There is a bill being finalized in the Senate right now, "agreed" to by Harry Reid and to be voted on within a few hours. Supposedly, it contains absolutely no language regarding revenues or taxes in any way. This is actually a couple of agreements in one - there was some brief talk of demands that an extension or permanence of the "Bush Tax Cuts" be added to the bill, but nothing such happened. The spending cuts that apparently everyone agrees are a good idea amount to something like $1.3trillion, with a ceiling increase of about $2.4trillion.
It eventually wound up back at no revenues and relatively small spending cuts because the bill would also contain a "trigger mechanism" - it would force the Congress to make some new "Super Congressional Committee", i.e. handpicked closed negotiations with no input from freshman members, to decide on wholesale changes to the tax code, or else a second package of spending cuts, about $3trillion, will automatically take big chunks out of the military and Medicare and a lot of other stuff both Republicans and Democrats do not want to be seen as responsible for. (I think it's a retarded plan in my learned opinion, because there's no guarantee any such plan wouldn't be stymied by the exact same people who still won't be afraid of this brinksmanship, but we'll see.) The Democratic "victory" in all this is the lack of language regarding the Bush Tax Cuts - they come up for reauthorization in December 2012, and would then expire if not extended. Whether Obama wins or loses his reelection, he can just veto any extension and suddenly taxes are "raised" without anyone having to vote to raise them.
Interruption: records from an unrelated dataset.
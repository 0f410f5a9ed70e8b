//! Process table lookups and subprocess plumbing. Everything here suspends
//! cooperatively: subprocesses go through `tokio::process`, sysfs reads are
//! done by the resource managers themselves.

use once_cell::sync::Lazy;
use regex::Regex;
use std::collections::{HashMap, HashSet};
use std::process::Stdio;
use tokio::process::Command;
use tracing::warn;

/// Environment variables never forwarded to user-level commands.
pub const BAD_USER_ENV_VARS: &[&str] = &["LD_PRELOAD"];

pub fn read_current_pids() -> HashSet<i32> {
    let mut pids = HashSet::new();
    if let Ok(entries) = std::fs::read_dir("/proc") {
        for entry in entries.flatten() {
            if let Some(pid) = entry.file_name().to_str().and_then(|n| n.parse().ok()) {
                pids.insert(pid);
            }
        }
    }
    pids
}

pub fn pid_exists(pid: i32) -> bool {
    std::path::Path::new(&format!("/proc/{pid}")).exists()
}

fn filter_user_env(env: &HashMap<String, String>) -> HashMap<String, String> {
    env.iter()
        .filter(|(k, _)| !BAD_USER_ENV_VARS.contains(&k.as_str()))
        .map(|(k, v)| (k.clone(), v.clone()))
        .collect()
}

fn shell_command(cmd: &str, custom_env: Option<&HashMap<String, String>>) -> Command {
    let mut command = Command::new("sh");
    command.arg("-c").arg(cmd).stdin(Stdio::null());
    if let Some(env) = custom_env {
        command.env_clear().envs(filter_user_env(env));
    }
    command
}

/// Runs `cmd` through the shell and waits for it, returning the exit code and
/// the merged stdout/stderr output.
pub async fn run_shell(cmd: &str, custom_env: Option<&HashMap<String, String>>) -> (i32, Option<String>) {
    let output = match shell_command(cmd, custom_env)
        .stdout(Stdio::piped())
        .stderr(Stdio::piped())
        .output()
        .await
    {
        Ok(o) => o,
        Err(e) => {
            warn!("could not execute command '{cmd}': {e}");
            return (1, None);
        }
    };

    let mut text = String::from_utf8_lossy(&output.stdout).into_owned();
    text.push_str(&String::from_utf8_lossy(&output.stderr));
    let code = output.status.code().unwrap_or(1);
    (code, if text.is_empty() { None } else { Some(text) })
}

/// Fire-and-forget shell execution. The child is reaped by the runtime.
pub async fn spawn_shell(cmd: &str, custom_env: Option<&HashMap<String, String>>) -> Option<u32> {
    match shell_command(cmd, custom_env)
        .stdout(Stdio::null())
        .stderr(Stdio::null())
        .spawn()
    {
        Ok(child) => child.id(),
        Err(e) => {
            warn!("could not spawn command '{cmd}': {e}");
            None
        }
    }
}

/// Runs `cmd` under another uid (fork + setuid + exec). Waits when asked,
/// otherwise leaves the child running.
pub async fn run_user_command(
    cmd: &str,
    user_id: u32,
    user_env: Option<&HashMap<String, String>>,
    wait: bool,
) -> (Option<u32>, Option<i32>, Option<String>) {
    let mut command = shell_command(cmd, user_env);
    command.uid(user_id);

    if wait {
        command.stdout(Stdio::piped()).stderr(Stdio::piped());
        let child = match command.spawn() {
            Ok(c) => c,
            Err(e) => {
                warn!("could not spawn command '{cmd}' as user {user_id}: {e}");
                return (None, Some(1), None);
            }
        };
        let pid = child.id();
        match child.wait_with_output().await {
            Ok(output) => {
                let mut text = String::from_utf8_lossy(&output.stdout).into_owned();
                text.push_str(&String::from_utf8_lossy(&output.stderr));
                let out = if text.is_empty() { None } else { Some(text) };
                (pid, output.status.code(), out)
            }
            Err(e) => (pid, Some(1), Some(e.to_string())),
        }
    } else {
        command.stdout(Stdio::null()).stderr(Stdio::null());
        match command.spawn() {
            Ok(child) => (child.id(), None, None),
            Err(e) => {
                warn!("could not spawn command '{cmd}' as user {user_id}: {e}");
                (None, Some(1), None)
            }
        }
    }
}

fn split_ps_line(line: &str) -> Option<(i32, &str)> {
    let trimmed = line.trim();
    let (pid, rest) = trimmed.split_once('#')?;
    Some((pid.trim().parse().ok()?, rest.trim()))
}

async fn ps_lines(columns: &str, last_match: bool) -> Vec<String> {
    let sort = if last_match { "--sort=-pid" } else { "--sort=pid" };
    let cmd = format!("ps -Ao \"{columns}\" -ww --no-headers {sort}");
    let (code, output) = run_shell(&cmd, None).await;
    if code != 0 {
        return Vec::new();
    }
    output
        .map(|o| o.lines().map(|l| l.to_string()).collect())
        .unwrap_or_default()
}

/// First process whose comm matches `pattern`. `last_match` walks the table
/// from the highest pid down.
pub async fn find_process_by_name(pattern: &Regex, last_match: bool) -> Option<(i32, String)> {
    for line in ps_lines("%p#%c", last_match).await {
        if let Some((pid, name)) = split_ps_line(&line) {
            if pattern.is_match(name) {
                return Some((pid, name.to_string()));
            }
        }
    }
    None
}

/// First process whose full command line matches any of `patterns`.
pub async fn find_process_by_command(patterns: &[Regex], last_match: bool) -> Option<(i32, String)> {
    for line in ps_lines("%p#%a", last_match).await {
        if let Some((pid, cmd)) = split_ps_line(&line) {
            if patterns.iter().any(|p| p.is_match(cmd)) {
                return Some((pid, cmd.to_string()));
            }
        }
    }
    None
}

/// First pid seen for each exact command line in `commands`.
pub async fn find_processes_by_command(commands: &HashSet<String>) -> HashMap<String, i32> {
    let mut matches = HashMap::new();
    for line in ps_lines("%p#%a", false).await {
        if let Some((pid, cmd)) = split_ps_line(&line) {
            if commands.contains(cmd) && !matches.contains_key(cmd) {
                matches.insert(cmd.to_string(), pid);
                if matches.len() == commands.len() {
                    break;
                }
            }
        }
    }
    matches
}

/// First pid seen for each comm name in `names`.
pub async fn find_pids_by_names(names: &HashSet<String>) -> HashMap<String, i32> {
    let mut matches = HashMap::new();
    for line in ps_lines("%p#%c", false).await {
        if let Some((pid, name)) = split_ps_line(&line) {
            if names.contains(name) && !matches.contains_key(name) {
                matches.insert(name.to_string(), pid);
                if matches.len() == names.len() {
                    break;
                }
            }
        }
    }
    matches
}

/// Full command line of each pid in `pids`.
pub async fn find_commands_by_pids(pids: &HashSet<i32>) -> HashMap<i32, String> {
    let mut matches = HashMap::new();
    for line in ps_lines("%p#%a", false).await {
        if let Some((pid, cmd)) = split_ps_line(&line) {
            if pids.contains(&pid) && !matches.contains_key(&pid) {
                matches.insert(pid, cmd.to_string());
                if matches.len() == pids.len() {
                    break;
                }
            }
        }
    }
    matches
}

pub async fn map_pids_by_ppid() -> HashMap<i32, HashSet<i32>> {
    let mut map: HashMap<i32, HashSet<i32>> = HashMap::new();
    for line in ps_lines("%P#%p", false).await {
        let trimmed = line.trim();
        if let Some((ppid, pid)) = trimmed.split_once('#') {
            if let (Ok(ppid), Ok(pid)) = (ppid.trim().parse(), pid.trim().parse()) {
                map.entry(ppid).or_default().insert(pid);
            }
        }
    }
    map
}

/// All transitive children of `ppids`, depth-first so that the deepest
/// descendants come first.
pub async fn find_children(ppids: &HashSet<i32>) -> Vec<i32> {
    let by_ppid = map_pids_by_ppid().await;
    let mut children: Vec<i32> = Vec::new();
    let mut frontier: HashSet<i32> = ppids.clone();

    loop {
        let mut next = HashSet::new();
        for pid in &frontier {
            if let Some(direct) = by_ppid.get(pid) {
                for child in direct {
                    if !children.contains(child) && !frontier.contains(child) && !ppids.contains(child) {
                        next.insert(*child);
                    }
                }
            }
        }
        if next.is_empty() {
            break;
        }
        let mut level: Vec<i32> = next.iter().copied().collect();
        level.sort_unstable();
        // deepest level first, matching the kill order expected downstream
        for pid in level.into_iter().rev() {
            children.insert(0, pid);
        }
        frontier = next;
    }
    children
}

static RE_ANY_OPERATOR: Lazy<Regex> = Lazy::new(|| Regex::new(r"\*+").expect("any operator regex"));

pub fn has_any_glob(word: &str) -> bool {
    word.contains('*')
}

/// Expands a word into an anchored matcher; `*` runs become `.+`.
pub fn map_any_regex(word: &str) -> Option<Regex> {
    if word.is_empty() {
        return None;
    }
    let pattern = if has_any_glob(word) {
        let collapsed = RE_ANY_OPERATOR.replace_all(word, "\u{0}");
        regex::escape(&collapsed).replace('\u{0}', ".+")
    } else {
        regex::escape(word)
    };
    Regex::new(&format!("^{pattern}$")).ok()
}

#[cfg(test)]
mod tests {
    use super::*;

    #[test]
    fn ps_line_splits_on_first_hash() {
        assert_eq!(split_ps_line("  42#my#proc "), Some((42, "my#proc")));
        assert_eq!(split_ps_line("nope"), None);
    }

    #[test]
    fn glob_words_expand_to_anchored_patterns() {
        let re = map_any_regex("Game*.exe").unwrap();
        assert!(re.is_match("GameLauncher.exe"));
        assert!(!re.is_match("Game.exe.bak"));

        let exact = map_any_regex("steam").unwrap();
        assert!(exact.is_match("steam"));
        assert!(!exact.is_match("steam2"));
    }

    #[test]
    fn consecutive_globs_collapse() {
        let re = map_any_regex("pro**ton").unwrap();
        assert!(re.is_match("proXton"));
        assert!(!re.is_match("proton2"));
    }

    #[test]
    fn current_pids_contains_self() {
        let pids = read_current_pids();
        assert!(pids.contains(&(std::process::id() as i32)));
    }
}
The central point as far as President Obama was ever concerned - that the debt ceiling would be raised enough that this chicken fight wouldn't happen again until 2013 - is supposedly met. Between the ceiling being raised by about $2.4trillion along with the few near-term cuts, this won't be an issue again until after the next election cycle. Not that it won't be a central issue, but at least there won't be another economic time bomb ready to end the world in the middle of campaign season.
Not that any of this is truly "agreed" to of course. At 6:30PM Eastern Time, the Senate has not yet voted, and then would be all back to the House again. Both the Democratic and Republican leadership teams are calling everyone they can, because about eighty Tea Partiers have already sworn not to vote for anything, while the "Progressive Caucus" is calling the plan a giftwrapped present for the Republicans (which by any rational measure, it is, which makes even the question of it not passing rather astounding). The "magic number" is if exactly half of each party in the House votes in favor, it'll be enough votes to pass. Place your bets now.